* _TASK INPUT_:
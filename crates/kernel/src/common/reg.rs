//! Architectural register file.
//!
//! This module holds the live register state a core exposes to the dispatcher:
//! 1. **Register File:** The 16 general-purpose registers (`%0`..`%15`).
//! 2. **Live Context:** Register file plus program counter, as exported by the
//!    hardware's "read the unprivileged register file" primitive.
//! 3. **Named Access:** Helpers for the architecturally special registers
//!    (SP, return value, TP, SR, FP, RP).

use std::fmt;

use super::constants::{NR_GPRS, REG_FP, REG_RET, REG_RP, REG_SP, REG_SR, REG_TP};

/// The mk32 general-purpose register file.
#[derive(Clone, Copy, Debug, Default, PartialEq, Eq)]
pub struct RegisterFile {
    gprs: [u32; NR_GPRS],
}

impl RegisterFile {
    /// Creates a zeroed register file.
    pub fn new() -> Self {
        Self::default()
    }

    /// Reads a general-purpose register.
    ///
    /// # Panics
    ///
    /// Panics if `idx >= 16`; register indices are produced by decode and are
    /// always in range.
    #[inline(always)]
    pub fn read(&self, idx: usize) -> u32 {
        self.gprs[idx]
    }

    /// Writes a general-purpose register.
    #[inline(always)]
    pub fn write(&mut self, idx: usize, val: u32) {
        self.gprs[idx] = val;
    }

    /// Stack pointer (`%0`).
    pub fn sp(&self) -> u32 {
        self.gprs[REG_SP]
    }

    /// Sets the stack pointer.
    pub fn set_sp(&mut self, val: u32) {
        self.gprs[REG_SP] = val;
    }

    /// Primary argument/return-value register (`%1`).
    pub fn ret(&self) -> u32 {
        self.gprs[REG_RET]
    }

    /// Sets the primary return-value register.
    pub fn set_ret(&mut self, val: u32) {
        self.gprs[REG_RET] = val;
    }

    /// Thread pointer (`%12`).
    pub fn tp(&self) -> u32 {
        self.gprs[REG_TP]
    }

    /// Sets the thread pointer.
    pub fn set_tp(&mut self, val: u32) {
        self.gprs[REG_TP] = val;
    }

    /// Scratch register carrying the syscall number (`%13`).
    pub fn sr(&self) -> u32 {
        self.gprs[REG_SR]
    }

    /// Frame pointer (`%14`).
    pub fn fp(&self) -> u32 {
        self.gprs[REG_FP]
    }

    /// Return-address register (`%15`).
    pub fn rp(&self) -> u32 {
        self.gprs[REG_RP]
    }

    /// Sets the return-address register.
    pub fn set_rp(&mut self, val: u32) {
        self.gprs[REG_RP] = val;
    }
}

/// Live register context of a core: register file plus program counter.
///
/// This is what the privileged "export live register" primitive reads and what
/// the privileged return primitive consumes.
#[derive(Clone, Copy, Debug, Default, PartialEq, Eq)]
pub struct LiveRegs {
    /// The general-purpose register file.
    pub file: RegisterFile,
    /// Program counter of the trapped context.
    pub pc: u32,
}

impl fmt::Display for LiveRegs {
    fn fmt(&self, f: &mut fmt::Formatter<'_>) -> fmt::Result {
        writeln!(f, "pc {:#010x}", self.pc)?;
        for (i, chunk) in self.file.gprs.chunks(4).enumerate() {
            let base = i * 4;
            writeln!(
                f,
                "%{:<2} {:#010x}  %{:<2} {:#010x}  %{:<2} {:#010x}  %{:<2} {:#010x}",
                base,
                chunk[0],
                base + 1,
                chunk[1],
                base + 2,
                chunk[2],
                base + 3,
                chunk[3]
            )?;
        }
        Ok(())
    }
}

* _WORK INSTRUCTIONS_:
Count the lines of the material holding "impl". Report the number alone.

* _FINISHED EXERCISE_:
2